Ou seja, estaremos, por regra, ante interesses privados, o que não afasta a possibilidade de quebra do sigilo, antes adensa a necessidade de ponderação concreta dos interesses em causa.
É esse esforço de adaptação que encontramos em jurisprudência cível de aplicação desta regra pesando o interesse protegido pelo estabelecimento da regra de sigilo contra o interesse no acesso ao direito na vertente do acesso à prova e da descoberta da verdade material e ponderando sempre a importância do elemento de prova coberto pelo sigilo para a descoberta da verdade.

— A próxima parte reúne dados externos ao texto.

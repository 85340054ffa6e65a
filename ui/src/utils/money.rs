use payloads::pricing::{amount_or_zero, round2};
use rust_decimal::Decimal;
use std::str::FromStr;

/// Format an amount for display with exactly two decimal places.
pub fn format_amount(amount: Decimal) -> String {
    format!("{:.2}", round2(amount))
}

/// Parse a staff-entered amount. Blank or malformed input degrades to
/// zero so a half-typed adjustment never blocks a preview.
pub fn parse_amount(value: &str) -> Decimal {
    amount_or_zero(Decimal::from_str(value.trim()).ok())
}

#[cfg(test)]
mod tests {
    use super::*;
    use rust_decimal::dec;

    #[test]
    fn formats_two_decimal_places() {
        assert_eq!(format_amount(dec!(58.76)), "58.76");
        assert_eq!(format_amount(dec!(100)), "100.00");
        assert_eq!(format_amount(dec!(2.005)), "2.01");
    }

    #[test]
    fn malformed_amounts_parse_as_zero() {
        assert_eq!(parse_amount(""), Decimal::ZERO);
        assert_eq!(parse_amount("abc"), Decimal::ZERO);
        assert_eq!(parse_amount(" 2.50 "), dec!(2.50));
    }
}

Assim, por exemplo, no Ac. TRP de 10/02/2020[12] (relator Jorge Seabra), decidiu-se que a quebra do segredo, no caso bancário, “sem prejuízo de o interesse primordial em apreço ser de índole material, ainda que significativo face aos valores em disputa, estamos em crer que, de facto, a obtenção das informações em causa se revela não só importante para o apuramento dos factos em apreço (direito à prova – artigo 20º da Constituição da República), mas, ainda, de facto, essas informações em suporte documental revelam-se claramente decisivas para o apuramento da factualidade relevante e atinente ao negócio em causa, sendo certo que tais documentos são dotados de uma força probatória incomparavelmente superior relativamente a outros meios de prova, que, ainda que possíveis, são consabidamente muito mais falíveis, v.g., prova testemunhal, declarações de parte ou depoimento de parte (quando o mesmo não seja confessório).”

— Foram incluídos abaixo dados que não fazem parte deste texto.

//! Channel to a remote host through the system `ssh` client.
//!
//! Every operation becomes one `ssh` invocation whose remote command is built
//! from an argument vector with the shared escaping utility. File contents
//! travel through stdin (writes) or base64 on stdout (reads), so arbitrary
//! bytes survive the round trip.

use std::time::Duration;

use base64::Engine;
use dagon_core::channel::{parent_dir, ChannelError, ChannelOutput, CommandChannel, CommandRequest};
use dagon_core::escape::{join, quote};
use dagon_types::backend::RemoteConfig;

use super::local::LocalChannel;

/// Exit status `ssh` itself uses for connection and authentication failures.
const SSH_FAILURE: i32 = 255;

/// Bound applied to remote commands that carry none of their own.
pub const DEFAULT_COMMAND_TIMEOUT: Duration = Duration::from_secs(300);

#[derive(Debug, Clone)]
pub struct SshChannel {
    remote: RemoteConfig,
    local: LocalChannel,
    program: String,
    command_timeout: Duration,
}

impl SshChannel {
    pub fn new(remote: RemoteConfig) -> Self {
        Self {
            remote,
            local: LocalChannel::new(),
            program: "ssh".to_string(),
            command_timeout: DEFAULT_COMMAND_TIMEOUT,
        }
    }

    /// Bound every remote command without an explicit timeout, file
    /// operations included.
    pub fn command_timeout(mut self, timeout: Duration) -> Self {
        self.command_timeout = timeout;
        self
    }

    /// Client binary to invoke instead of `ssh` from `PATH`.
    pub fn program(mut self, program: impl Into<String>) -> Self {
        self.program = program.into();
        self
    }

    pub fn remote(&self) -> &RemoteConfig {
        &self.remote
    }

    /// Full `ssh` argument vector running `remote_command` on the host.
    pub fn ssh_argv(&self, remote_command: &str) -> Vec<String> {
        let mut argv = vec![
            self.program.clone(),
            "-p".to_string(),
            self.remote.port.to_string(),
            "-o".to_string(),
            "BatchMode=yes".to_string(),
            "-o".to_string(),
            "StrictHostKeyChecking=no".to_string(),
            "-o".to_string(),
            "ConnectTimeout=10".to_string(),
        ];
        if let Some(key) = &self.remote.key_path {
            argv.push("-i".to_string());
            argv.push(key.to_string_lossy().into_owned());
        }
        argv.push(format!("{}@{}", self.remote.user, self.remote.host));
        argv.push(remote_command.to_string());
        argv
    }

    /// The shell line the remote host runs for `request`.
    pub fn remote_command(request: &CommandRequest) -> String {
        let command = request.to_shell();
        match &request.cwd {
            Some(dir) => format!("cd {} && {command}", quote(dir)),
            None => command,
        }
    }

    async fn run_remote(&self, request: CommandRequest) -> Result<ChannelOutput, ChannelError> {
        let mut wrapped = CommandRequest::new(self.ssh_argv(&Self::remote_command(&request)));
        wrapped.stdin = request.stdin;
        wrapped.timeout = Some(request.timeout.unwrap_or(self.command_timeout));

        let output = self.local.execute(wrapped).await?;
        if output.code == SSH_FAILURE {
            return Err(ChannelError::Transport {
                location: self.location(),
                message: output.message(),
            });
        }
        Ok(output)
    }

    /// Run a shell line remotely and require success.
    async fn run_checked(&self, script: String, path: &str) -> Result<ChannelOutput, ChannelError> {
        let request = CommandRequest::shell(script);
        let output = self.run_remote(request.clone()).await?;
        if !output.success() {
            tracing::debug!(location = %self.location(), path, code = output.code, "remote file operation failed");
            return Err(ChannelError::failed(&request, &output));
        }
        Ok(output)
    }
}

fn mkdir_parent(path: &str) -> String {
    match parent_dir(path) {
        Some(parent) => format!("mkdir -p {} && ", quote(parent)),
        None => String::new(),
    }
}

impl CommandChannel for SshChannel {
    fn location(&self) -> String {
        self.remote.location()
    }

    async fn execute(&self, request: CommandRequest) -> Result<ChannelOutput, ChannelError> {
        tracing::trace!(location = %self.location(), command = %request.to_shell(), "remote command");
        self.run_remote(request).await
    }

    async fn read_file(&self, path: &str) -> Result<Vec<u8>, ChannelError> {
        let output = self
            .run_checked(join(&["base64", "-w0", path]), path)
            .await?;
        let encoded: String = output.stdout.split_whitespace().collect();
        base64::engine::general_purpose::STANDARD
            .decode(encoded)
            .map_err(|e| ChannelError::Transport {
                location: self.location(),
                message: format!("undecodable contents of {path}: {e}"),
            })
    }

    async fn write_file(&self, path: &str, bytes: &[u8]) -> Result<(), ChannelError> {
        let script = format!("{}cat > {}", mkdir_parent(path), quote(path));
        let request = CommandRequest::shell(script).stdin(bytes.to_vec());
        let output = self.run_remote(request.clone()).await?;
        if !output.success() {
            return Err(ChannelError::failed(&request, &output));
        }
        Ok(())
    }

    async fn create_dir(&self, path: &str) -> Result<(), ChannelError> {
        self.run_checked(join(&["mkdir", "-p", path]), path).await?;
        Ok(())
    }

    async fn remove_file(&self, path: &str) -> Result<(), ChannelError> {
        self.run_checked(join(&["rm", path]), path).await?;
        Ok(())
    }

    async fn remove_dir(&self, path: &str) -> Result<(), ChannelError> {
        self.run_checked(join(&["rm", "-rf", path]), path).await?;
        Ok(())
    }

    async fn rename(&self, from: &str, to: &str) -> Result<(), ChannelError> {
        let script = format!("{}{}", mkdir_parent(to), join(&["mv", from, to]));
        self.run_checked(script, from).await?;
        Ok(())
    }

    async fn exists(&self, path: &str) -> Result<bool, ChannelError> {
        let output = self
            .run_remote(CommandRequest::shell(join(&["test", "-e", path])))
            .await?;
        Ok(output.success())
    }

    async fn copy_file(&self, from: &str, to: &str) -> Result<(), ChannelError> {
        let script = format!("{}{}", mkdir_parent(to), join(&["cp", from, to]));
        self.run_checked(script, from).await?;
        Ok(())
    }
}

No Ac. TRP de 26/03/2019[13] (Relator Rodrigues Pires), identificaram-se como interesses em conflito “por um lado, o interesse na realização da justiça e a tutela do direito à produção de prova pela parte onerada; por outro, o interesse tutelado com o estabelecimento do dever de sigilo”, ponderando, no concreto, a relevância probatória dos elementos pedidos e a não afetação dos interesses protegidos – no caso também pelo segredo bancário – e decidindo pela quebra daquele.
Ou, como no Ac. TRL de 08/11/2018[14] (Relator José António Moita) onde se ponderou a relevância das concretas diligências de prova cobertas por segredo bancário e a inexistência de via alternativa para a prova dos factos, concluindo-se que “No caso concreto a busca da verdade material tendente a dar efectividade ao acesso e à realização da justiça, assente no direito à prova, afigura-se prevalente relativamente à manutenção do sigilo bancário sobre a informação pretendida, pelo que o mesmo deve ser dispensado.”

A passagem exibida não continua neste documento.